* **Given data**:
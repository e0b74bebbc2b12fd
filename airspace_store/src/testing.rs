// Copyright 2025 the Airspace Authors
// SPDX-License-Identifier: Apache-2.0 OR MIT

//! Shared fixtures for unit tests.

use alloc::rc::Rc;
use alloc::string::String;
use core::fmt;

use airspace_index::{Aabb3D, Record};

#[derive(Debug)]
pub(crate) struct Flight {
    name: Option<String>,
    bounds: Aabb3D,
}

impl Flight {
    pub(crate) fn new(name: &str, x: i64, y: i64, z: i64, xw: i64, yw: i64, zw: i64) -> Rc<Self> {
        Rc::new(Self {
            name: Some(name.into()),
            bounds: Aabb3D::new(x, y, z, xw, yw, zw),
        })
    }

    pub(crate) fn unnamed() -> Rc<Self> {
        Rc::new(Self {
            name: None,
            bounds: Aabb3D::new(0, 0, 0, 1, 1, 1),
        })
    }
}

impl Record for Flight {
    fn name(&self) -> Option<&str> {
        self.name.as_deref()
    }

    fn bounds(&self) -> Aabb3D {
        self.bounds
    }
}

impl fmt::Display for Flight {
    fn fmt(&self, f: &mut fmt::Formatter<'_>) -> fmt::Result {
        let [x, y, z] = self.bounds.origin();
        let [xw, yw, zw] = self.bounds.extent();
        let name = self.name.as_deref().unwrap_or("null");
        write!(f, "Flight {name} {x} {y} {z} {xw} {yw} {zw}")
    }
}
impl<R> fmt::Debug for Bintree<R> {
    fn fmt(&self, f: &mut fmt::Formatter<'_>) -> fmt::Result {
        let root = match self.root {
            Node::Empty => "empty",
            Node::Leaf(_) => "leaf",
            Node::Internal(_) => "internal",
        };
        f.debug_struct("Bintree")
            .field("world", &self.world)
            .field("root", &root)
            .finish()
    }
}

impl<R> Bintree<R> {
    /// Create an empty tree over `world`.
    pub fn new(world: Aabb3D) -> Self {
        Self {
            world,
            root: Node::Empty,
        }
    }

    /// The partitioned volume.
    pub fn world(&self) -> Aabb3D {
        self.world
    }

    /// True if the tree holds no records.
    pub fn is_empty(&self) -> bool {
        matches!(self.root, Node::Empty)
    }

    /// Drop every record.
    pub fn clear(&mut self) {
        self.root = Node::Empty;
    }
}

impl<R: Record> Bintree<R> {
    /// Insert a record into every leaf its box overlaps.
    ///
    /// Inserting an `Rc` that is already held is a no-op.
    pub fn insert(&mut self, record: Rc<R>) {
        self.root = mem::take(&mut self.root).insert(record, self.world, 0);
    }

    /// Remove this exact `Rc` (by identity). Returns `true` if any leaf held it.
    pub fn remove(&mut self, record: &Rc<R>) -> bool {
        let (root, removed) = mem::take(&mut self.root).remove(record, self.world, 0);
        self.root = root;
        removed
    }

    /// Preorder listing of every node with its region and depth, then a node count.
    pub fn print(&self) -> String {
        TreeDump(self).to_string()
    }

    /// Every colliding pair, grouped by the leaf it is attributed to.
    pub fn collisions(&self) -> CollisionReport<R> {
        let mut leaves = Vec::new();
        collect_collisions(&self.root, self.world, 0, &mut leaves);
        CollisionReport { leaves }
    }

    /// Text form of [`Bintree::collisions`].
    pub fn collision_report(&self) -> String {
        self.collisions().to_string()
    }

    /// Walk the nodes whose regions overlap `query` and collect matching records.
    pub fn query(&self, query: &Aabb3D) -> IntersectReport<R> {
        let mut visits = Vec::new();
        if self.is_empty() {
            visits.push(Visit {
                kind: NodeKind::Empty,
                region: self.world,
                depth: 0,
                hits: Vec::new(),
            });
        } else {
            visit(&self.root, query, self.world, 0, &mut visits);
        }
        IntersectReport {
            query: *query,
            visits,
        }
    }

    /// Text form of [`Bintree::query`].
    pub fn intersect(&self, query: &Aabb3D) -> String {
        self.query(query).to_string()
    }
}

fn collect_collisions<R: Record>(
    node: &Node<R>,
    region: Aabb3D,
    depth: usize,
    out: &mut Vec<LeafCollisions<R>>,
) {
    match node {
        Node::Empty => {}
        Node::Leaf(leaf) => out.push(LeafCollisions {
            region,
            depth,
            pairs: leaf.collisions(&region),
        }),
        Node::Internal(internal) => {
            let (low, high) = region.split(internal.axis);
            collect_collisions(&internal.low, low, depth + 1, out);
            collect_collisions(&internal.high, high, depth + 1, out);
        }
    }
}

fn visit<R: Record>(
    node: &Node<R>,
    query: &Aabb3D,
    region: Aabb3D,
    depth: usize,
    out: &mut Vec<Visit<R>>,
) {
    match node {
        // Only an empty root counts as visited.
        Node::Empty => {}
        Node::Leaf(leaf) => out.push(Visit {
            kind: NodeKind::Leaf,
            region,
            depth,
            hits: leaf.matches(query, &region),
        }),
        Node::Internal(internal) => {
            out.push(Visit {
                kind: NodeKind::Internal,
                region,
                depth,
                hits: Vec::new(),
            });
            let (low, high) = region.split(internal.axis);
            let sides = Sides::route(&low, &high, query);
            if sides.contains(Sides::LOW) {
                visit(&internal.low, query, low, depth + 1, out);
            }
            if sides.contains(Sides::HIGH) {
                visit(&internal.high, query, high, depth + 1, out);
            }
        }
    }
}
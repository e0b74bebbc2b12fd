// Copyright 2025 the Airspace Authors
// SPDX-License-Identifier: Apache-2.0 OR MIT

//! Airspace Store: named objects in a bounded 3D world.
//!
//! [`ObjectStore`] keeps one set of records in two indices from `airspace_index`:
//!
//! - a skip list ordered by name, for lookup, deletion, and name range listings;
//! - a bintree over the world volume, for collision reports and box intersection.
//!
//! Additions pass an [`Admission`] check first, then the name index (which refuses
//! missing or duplicate names), and only then reach the bintree. Deletions run in the
//! same order, so the two indices never disagree about which records exist.
//!
//! The store knows nothing about concrete record kinds: anything implementing
//! [`Record`](airspace_index::Record) can be stored, and kind-specific validation goes
//! in the admission check.
//!
//! # Example
//!
//! ```rust
//! use std::fmt;
//! use std::rc::Rc;
//!
//! use airspace_index::{Aabb3D, Record};
//! use airspace_store::{ObjectStore, StoreConfig};
//!
//! struct Balloon {
//!     name: String,
//!     bounds: Aabb3D,
//! }
//!
//! impl Record for Balloon {
//!     fn name(&self) -> Option<&str> {
//!         Some(&self.name)
//!     }
//!     fn bounds(&self) -> Aabb3D {
//!         self.bounds
//!     }
//! }
//!
//! impl fmt::Display for Balloon {
//!     fn fmt(&self, f: &mut fmt::Formatter<'_>) -> fmt::Result {
//!         write!(f, "Balloon {} {}", self.name, self.bounds)
//!     }
//! }
//!
//! let mut store = ObjectStore::seeded(StoreConfig::default().with_seed(1));
//! let red = Rc::new(Balloon { name: "red".into(), bounds: Aabb3D::new(0, 0, 0, 10, 10, 10) });
//! assert!(store.add(red));
//! assert!(store.search("red").is_some());
//!
//! let report = store.intersect(&Aabb3D::new(5, 5, 5, 2, 2, 2)).unwrap();
//! assert!(report.contains("Balloon red"));
//! assert_eq!(store.delete("red").as_deref(), Some("Balloon red (0, 0, 0, 10, 10, 10)"));
//! ```

#![no_std]

extern crate alloc;

pub mod admission;
pub mod config;
pub mod error;
pub mod store;

#[cfg(test)]
mod testing;

pub use admission::{Admission, WorldBounds, is_valid_name};
pub use config::{DEFAULT_WORLD_SIZE, StoreConfig};
pub use error::StoreError;
pub use store::ObjectStore;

* **Exercise**:
Find the number of lines in the records that contain "held", and write that number only.

* **Output**:
2